Minns revelou que a polícia negociou com os organizadores do protesto na semana passada para realizar a manifestação no Hyde Park, em vez de fora da Câmara Municipal, mas o pedido foi rejeitado.

“Você precisa analisar as circunstâncias, e não tenho o vídeo completo. Certamente não vou jogar a polícia debaixo do ônibus sem ver as circunstâncias desse confronto”, disse ele.

“A polícia de NSW fez todos os esforços para evitar esses confrontos.”

Chris Minns defendeu as ações policiais depois que os protestos em Sydney se tornaram violentos.Chris Minns defendeu as ações policiais depois que os protestos em Sydney se tornaram violentos.
Chris Minns defendeu as ações policiais depois que os protestos em Sydney se tornaram violentos.
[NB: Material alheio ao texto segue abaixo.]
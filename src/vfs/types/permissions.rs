/*!
 * VFS Permissions
 * Unix-style file permissions with validation
 */

use serde::{Deserialize, Deserializer, Serialize};

/// File permissions (Unix-style) with validation
#[repr(C)]
#[derive(Debug, Clone, Copy, PartialEq, Eq, Hash, Serialize, Deserialize)]
pub struct Permissions {
    #[serde(deserialize_with = "deserialize_permission_mode")]
    pub mode: u32,
}

impl Permissions {
    /// Create permissions with mode validation (masks to valid bits)
    #[inline]
    #[must_use]
    pub const fn new(mode: u32) -> Self {
        Self {
            mode: mode & 0o7777,
        }
    }

    /// Create read-only permissions (0o444)
    #[inline]
    #[must_use]
    pub const fn readonly() -> Self {
        Self { mode: 0o444 }
    }

    /// Create read-write permissions (0o644)
    #[inline]
    #[must_use]
    pub const fn readwrite() -> Self {
        Self { mode: 0o644 }
    }

    /// Check if the owner may read
    #[inline(always)]
    #[must_use]
    pub const fn is_readable(&self) -> bool {
        self.mode & 0o400 != 0
    }

    /// Check if permissions are read-only (no owner write bit set)
    #[inline(always)]
    #[must_use]
    pub const fn is_readonly(&self) -> bool {
        self.mode & 0o200 == 0
    }
}

impl Default for Permissions {
    fn default() -> Self {
        Self::readwrite()
    }
}

fn deserialize_permission_mode<'de, D>(deserializer: D) -> Result<u32, D::Error>
where
    D: Deserializer<'de>,
{
    let mode = u32::deserialize(deserializer)?;
    if mode > 0o7777 {
        return Err(serde::de::Error::custom(format!(
            "permission mode 0o{:o} exceeds 0o7777",
            mode
        )));
    }
    Ok(mode)
}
Crédito: nascer do sol

O primeiro-ministro revelou que aproximadamente 7.000 judeus enlutados estavam na cidade ao mesmo tempo, com a polícia trabalhando para manter os dois grupos separados.

Ele disse: “Se esses dois grupos se unissem e a polícia permitisse que essa linha fosse violada… Compreendo que as cenas não parecessem boas na televisão, mas teria sido muito pior.”

“Então sim, eu certamente apoio a polícia em circunstâncias muito difíceis. Eles estavam tentando manter o público seguro, e os registros mostram que eles fizeram todos os esforços para evitar esses confrontos.”

Nove pessoas foram presas por agredir a polícia.

Altos comandantes da polícia disseram a Mins que embora os organizadores tivessem prometido uma reunião pacífica sem qualquer marcha, que foi declarado ilegalDepois que a maioria dos manifestantes se dispersou, um grupo ficou para trás e estava “com a intenção de confrontar a polícia”.

Minns disse que houve duas tentativas distintas por parte de pessoas na multidão de violar a linha policial.

Quando questionado sobre as imagens que mostram muçulmanos orando sendo arrastados por policiais, Minns manteve seu apoio à polícia.

“Com o seu longo historial de envolvimento com a comunidade islâmica e árabe, a Polícia de Nova Gales do Sul não teria de forma alguma tentado fazer isto ou provocar deliberadamente um confronto”, disse ele.

“Obviamente, as pessoas são autorizadas e incentivadas a praticar a sua religião, mas as circunstâncias aqui são críticas. E a polícia ordenou a retirada daquela praça imediatamente após os violentos confrontos”.

O Grupo de Ação Palestina Outro protesto anunciadoDesta vez, um protesto está programado para acontecer em frente à Delegacia de Polícia de Surry Hills, às 17h30 de terça-feira, contra a suposta brutalidade policial.